Attempt 8: store rounded 1/10th of discrete and range values in strings

For example, the { "min": 7.5, "max": 8.5 } range gives "1-7.5", "1-7.6", "1-7.7", "1-7.8", "1-7.9", "1-8", "1-8.1", "1-8.2", "1-8.3", "1-8.4" and "1-8.5".

Data

[
  {
    "objectID": "product-1",
    "D1": { "min": 4.7, "max": 4.8 },
    "D2": 8,
    "D3": 4.75,
    "D": ["1-4.7", "2-4.7", "1-4.8", "1-8"]
  },
  {
    "objectID": "product-2",
    "D1": 8,
    "D2": { "min": 4.7, "max": 4.8 },
    "D3": { "min": 7.5, "max": 8.5 },
    "D": [
      "1-8",
      "1-4.7",
      "1-4.8",
      "1-7.5",
      "1-7.6",
      "1-7.7",
      "1-7.8",
      "1-7.9",
      "2-8",
      "1-8.1",
      "1-8.2",
      "1-8.3",
      "1-8.4",
      "1-8.5"
    ]
  },
  {
    "objectID": "product-3",
    "D1": 8,
    "D2": 4.75,
    "D3": 11.2,
    "D": ["1-8", "1-4.7", "1-11.2"]
  },
  {
    "objectID": "product-4",
    "D1": 3,
    "D2": 4.75,
    "D3": 11.2,
    "D4": 2.8,
    "D": ["1-3", "1-4.7", "1-2.8", "1-11.2"]
  }
]

Searches

search Algolia filter product-1 product-2 product-3 product-4
11.2 {"filters":"D:'1-11.2'"} :+1: :+1:
8.0 and 4.75 {"filters":"D:'1-8' AND D:'1-4.7'"} :+1: :+1: :+1:
8.0, 4.75 and 4.75 {"filters":"D:'1-8' AND D:'2-4.7'"} :+1:
8.2, 4 {"filters":"D:'1-8.2' AND D:'1-4'"}
8.2, 4.75 {"filters":"D:'1-8.2' AND D:'1-4.7'"} :+1:
8, 4.77 {"filters":"D:'1-8' AND D:'1-4.7'"} :+1: :+1: :hourglass_flowing_sand:

This is much better. We could use a 1/100th rounding to limit even more, if data volume is not an issue.

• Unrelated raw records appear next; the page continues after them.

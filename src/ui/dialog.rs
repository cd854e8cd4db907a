//! Dialog Components
//!
//! Delete confirmation and the warning popup.

use super::centered_rect;
use crate::app::{App, Mode};
use ratatui::{
    layout::{Alignment, Constraint, Direction, Layout},
    style::{Color, Modifier, Style},
    text::{Line, Span},
    widgets::{Block, Borders, Clear, Paragraph, Wrap},
    Frame,
};

pub fn render(f: &mut Frame, app: &App) {
    match app.mode {
        Mode::Confirm => render_confirm_dialog(f, app),
        Mode::Warning => render_warning_dialog(f, app),
        _ => {},
    }
}

fn render_confirm_dialog(f: &mut Frame, app: &App) {
    let Some(pending) = &app.pending_action else {
        return;
    };

    let popup_area = centered_rect(50, 25, f.area());

    f.render_widget(Clear, popup_area);

    let border_color = if pending.destructive {
        Color::Red
    } else {
        Color::Yellow
    };

    let title = format!(" Confirm {} ", pending.action.display_name());

    let block = Block::default()
        .borders(Borders::ALL)
        .border_style(Style::default().fg(border_color))
        .title(Span::styled(
            title,
            Style::default()
                .fg(border_color)
                .add_modifier(Modifier::BOLD),
        ));

    let inner = block.inner(popup_area);
    f.render_widget(block, popup_area);

    let content_chunks = Layout::default()
        .direction(Direction::Vertical)
        .constraints([
            Constraint::Length(3),
            Constraint::Length(1),
            Constraint::Length(1),
        ])
        .split(inner);

    // Message
    let message = Paragraph::new(Line::from(Span::styled(
        pending.message.as_str(),
        Style::default().fg(Color::White),
    )))
    .wrap(Wrap { trim: true })
    .alignment(Alignment::Center);
    f.render_widget(message, content_chunks[0]);

    let yes_style = if pending.selected_yes {
        Style::default()
            .fg(Color::Black)
            .bg(if pending.destructive {
                Color::Red
            } else {
                Color::Green
            })
            .add_modifier(Modifier::BOLD)
    } else {
        Style::default().fg(Color::DarkGray)
    };

    let no_style = if !pending.selected_yes {
        Style::default()
            .fg(Color::Black)
            .bg(Color::White)
            .add_modifier(Modifier::BOLD)
    } else {
        Style::default().fg(Color::DarkGray)
    };

    let buttons = Line::from(vec![
        Span::raw("  "),
        Span::styled(" Yes (y) ", yes_style),
        Span::raw("    "),
        Span::styled(" No (n) ", no_style),
        Span::raw("  "),
    ]);

    let buttons_para = Paragraph::new(buttons).alignment(Alignment::Center);
    f.render_widget(buttons_para, content_chunks[2]);
}

fn render_warning_dialog(f: &mut Frame, app: &App) {
    let Some(message) = &app.warning_message else {
        return;
    };

    let popup_area = centered_rect(50, 20, f.area());

    f.render_widget(Clear, popup_area);

    let block = Block::default()
        .borders(Borders::ALL)
        .border_style(Style::default().fg(Color::Yellow))
        .title(Span::styled(
            " Warning ",
            Style::default()
                .fg(Color::Yellow)
                .add_modifier(Modifier::BOLD),
        ));

    let inner = block.inner(popup_area);
    f.render_widget(block, popup_area);

    let content = vec![
        Line::from(""),
        Line::from(Span::styled(
            message.as_str(),
            Style::default().fg(Color::White),
        )),
        Line::from(""),
        Line::from(Span::styled(
            "Press Enter or Esc to close",
            Style::default().fg(Color::DarkGray),
        )),
    ];

    let paragraph = Paragraph::new(content)
        .wrap(Wrap { trim: true })
        .alignment(Alignment::Center);
    f.render_widget(paragraph, inner);
}

#[cfg(test)]
mod tests {
    use super::*;
    use crate::config::Config;
    use crate::lifecycle::{Action, SimulatedBackend};
    use crate::resource::{sample_resources, Directory};
    use ratatui::{backend::TestBackend, Terminal};
    use std::sync::Arc;

    #[test]
    fn test_confirm_dialog_names_resource_once() {
        let directory = Directory::new(sample_resources().unwrap(), 5).unwrap();
        let mut app = App::new(
            Config::default(),
            directory,
            Arc::new(SimulatedBackend::default()),
            false,
        );
        app.open_detail(Some("vm-001"));
        app.request_action(Action::Delete);
        assert_eq!(app.mode, Mode::Confirm);

        let mut terminal = Terminal::new(TestBackend::new(100, 30)).unwrap();
        terminal.draw(|f| render(f, &app)).unwrap();
        let screen: String = terminal
            .backend()
            .buffer()
            .content()
            .iter()
            .map(|cell| cell.symbol())
            .collect();

        assert_eq!(screen.matches("vm-001").count(), 1);
        assert!(screen.contains("Confirm Delete"));
    }
}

Let’s try with users looking for ranges.

About the data

Same as before

Attempt 9: store rounded integers of discrete and range values

Data

Same as attempt #7

Searches

search Algolia filter product-1 product-2 product-3 product-4
11-11.4 {"filters":"D:'1-11'"} :+1: :+1:
8.0 and 4.5-5 {"filters":"D:'1-8' AND (D:'1-4' OR D:'1-5')"} :+1: :+1: :+1:
8.0, 4.75 and 4.5-5 {"filters":"D:'1-8' AND (D:'2-4' OR (D:'1-4' AND D:'1-5'))"} error
8.1-8.5, 4 {"filters":"D:'1-8' AND D:'1-4'"} :hourglass_flowing_sand: :hourglass_flowing_sand: :hourglass_flowing_sand:
8.2, 8.1-8.5 and 4.75 {"filters":"D:'2-8' AND D:'1-4'"} :hourglass_flowing_sand:
7.1-9.5 {"filters":"D:'1-7' OR D:'1-8' OR D:'1-9'"} :+1: :+1: :+1:

We once again get the error because {"filters":"D:'1-8' AND (D:'2-4' OR (D:'1-4' AND D:'1-5'))"} mixes OR and AND in a way Algolia doesn’t support.